Saved entries
Start of Block

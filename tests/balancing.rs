//! Tag balancing tests
//!
//! Hand-built token lists check which occurrence is dropped; full sources check balancing
//! through the tokenizer.

use mdtok::markdown::balancing::dangling_tag_positions;
use mdtok::markdown::{
    drop_dangling_symmetric_tags, is_balanced, tokenize, tokenize_balanced, ElementKind, Token,
};
use rstest::rstest;

use ElementKind::*;

fn tokens(pairs: &[(ElementKind, usize)]) -> Vec<Token> {
    pairs
        .iter()
        .map(|&(kind, start)| Token::new(kind, start))
        .collect()
}

#[rstest]
#[case::dangling_at_end(
    &[(Bold, 0), (Bold, 10), (Bold, 15), (Break, 16)],
    &[(Bold, 0), (Bold, 10), (Break, 16)]
)]
#[case::dangling_surrounded_by_text(
    &[(Bold, 0), (Bold, 10), (Bold, 15), (Break, 25)],
    &[(Bold, 0), (Bold, 10), (Break, 25)]
)]
#[case::even_bold_unchanged(
    &[(Bold, 0), (Bold, 10), (Bold, 15), (Bold, 20), (Break, 25)],
    &[(Bold, 0), (Bold, 10), (Bold, 15), (Bold, 20), (Break, 25)]
)]
#[case::single_italic(
    &[(Italic, 3), (Break, 12)],
    &[(Break, 12)]
)]
#[case::both_kinds_dangling(
    &[(Italic, 0), (Bold, 6), (Italic, 10), (Italic, 20), (Break, 30)],
    &[(Italic, 0), (Italic, 10), (Break, 30)]
)]
#[case::headers_ignored(
    &[(Header1, 0), (Header1, 10), (Header1, 20), (Break, 30)],
    &[(Header1, 0), (Header1, 10), (Header1, 20), (Break, 30)]
)]
fn test_drop_dangling(
    #[case] input: &[(ElementKind, usize)],
    #[case] expected: &[(ElementKind, usize)],
) {
    let result = drop_dangling_symmetric_tags(&tokens(input));
    assert_eq!(result, tokens(expected));
    assert!(is_balanced(&result));
}

#[test]
fn test_dangling_positions_point_at_last_occurrence() {
    let input = tokens(&[(Bold, 0), (Italic, 4), (Bold, 8), (Bold, 12), (Break, 20)]);
    assert_eq!(dangling_tag_positions(&input), vec![1, 3]);
}

#[test]
fn test_balanced_source_keeps_all_tokens() {
    let tokenized = tokenize("*a* and **b** and *c*");
    let balanced = drop_dangling_symmetric_tags(&tokenized.tokens);
    assert_eq!(balanced, tokenized.tokens);
}

#[test]
fn test_unclosed_bold_in_source() {
    let result = tokenize_balanced("*dangling and *closed* text");
    let expected = tokens(&[(Bold, 0), (Bold, 16), (Break, 33)]);
    assert_eq!(result.marked, "%B%dangling and %B%closed%B% text%BREAK%");
    assert_eq!(result.tokens, expected);
}

#[test]
fn test_interleaved_italic_and_bold() {
    let result = tokenize_balanced("**a *b** c");
    let expected = tokens(&[(Italic, 0), (Italic, 10), (Break, 16)]);
    assert_eq!(result.tokens, expected);
}

#[test]
fn test_tokenize_balanced_matches_manual_balancing() {
    let source = "**x *y** z\n> q *";
    let tokenized = tokenize(source);
    let expected = drop_dangling_symmetric_tags(&tokenized.tokens);

    let result = tokenize_balanced(source);
    assert_eq!(result.marked, tokenized.marked);
    assert_eq!(result.tokens, expected);
}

End of Block

Work instructions
Repeat the records above exactly, from the first line to the last.

The answer
filename tests/balancing.rs
//! Tag balancing tests
//!
//! Hand-built token lists check which occurrence is dropped; full sources check balancing
//! through the tokenizer.

use mdtok::markdown::balancing::dangling_tag_positions;
use mdtok::markdown::{
    drop_dangling_symmetric_tags, is_balanced, tokenize, tokenize_balanced, ElementKind, Token,
};
use rstest::rstest;

use ElementKind::*;

fn tokens(pairs: &[(ElementKind, usize)]) -> Vec<Token> {
    pairs
        .iter()
        .map(|&(kind, start)| Token::new(kind, start))
        .collect()
}

#[rstest]
#[case::dangling_at_end(
    &[(Bold, 0), (Bold, 10), (Bold, 15), (Break, 16)],
    &[(Bold, 0), (Bold, 10), (Break, 16)]
)]
#[case::dangling_surrounded_by_text(
    &[(Bold, 0), (Bold, 10), (Bold, 15), (Break, 25)],
    &[(Bold, 0), (Bold, 10), (Break, 25)]
)]
#[case::even_bold_unchanged(
    &[(Bold, 0), (Bold, 10), (Bold, 15), (Bold, 20), (Break, 25)],
    &[(Bold, 0), (Bold, 10), (Bold, 15), (Bold, 20), (Break, 25)]
)]
#[case::single_italic(
    &[(Italic, 3), (Break, 12)],
    &[(Break, 12)]
)]
#[case::both_kinds_dangling(
    &[(Italic, 0), (Bold, 6), (Italic, 10), (Italic, 20), (Break, 30)],
    &[(Italic, 0), (Italic, 10), (Break, 30)]
)]
#[case::headers_ignored(
    &[(Header1, 0), (Header1, 10), (Header1, 20), (Break, 30)],
    &[(Header1, 0), (Header1, 10), (Header1, 20), (Break, 30)]
)]
fn test_drop_dangling(
    #[case] input: &[(ElementKind, usize)],
    #[case] expected: &[(ElementKind, usize)],
) {
    let result = drop_dangling_symmetric_tags(&tokens(input));
    assert_eq!(result, tokens(expected));
    assert!(is_balanced(&result));
}

#[test]
fn test_dangling_positions_point_at_last_occurrence() {
    let input = tokens(&[(Bold, 0), (Italic, 4), (Bold, 8), (Bold, 12), (Break, 20)]);
    assert_eq!(dangling_tag_positions(&input), vec![1, 3]);
}

#[test]
fn test_balanced_source_keeps_all_tokens() {
    let tokenized = tokenize("*a* and **b** and *c*");
    let balanced = drop_dangling_symmetric_tags(&tokenized.tokens);
    assert_eq!(balanced, tokenized.tokens);
}

#[test]
fn test_unclosed_bold_in_source() {
    let result = tokenize_balanced("*dangling and *closed* text");
    let expected = tokens(&[(Bold, 0), (Bold, 16), (Break, 33)]);
    assert_eq!(result.marked, "%B%dangling and %B%closed%B% text%BREAK%");
    assert_eq!(result.tokens, expected);
}

#[test]
fn test_interleaved_italic_and_bold() {
    let result = tokenize_balanced("**a *b** c");
    let expected = tokens(&[(Italic, 0), (Italic, 10), (Break, 16)]);
    assert_eq!(result.tokens, expected);
}

#[test]
fn test_tokenize_balanced_matches_manual_balancing() {
    let source = "**x *y** z\n> q *";
    let tokenized = tokenize(source);
    let expected = drop_dangling_symmetric_tags(&tokenized.tokens);

    let result = tokenize_balanced(source);
    assert_eq!(result.marked, tokenized.marked);
    assert_eq!(result.tokens, expected);
}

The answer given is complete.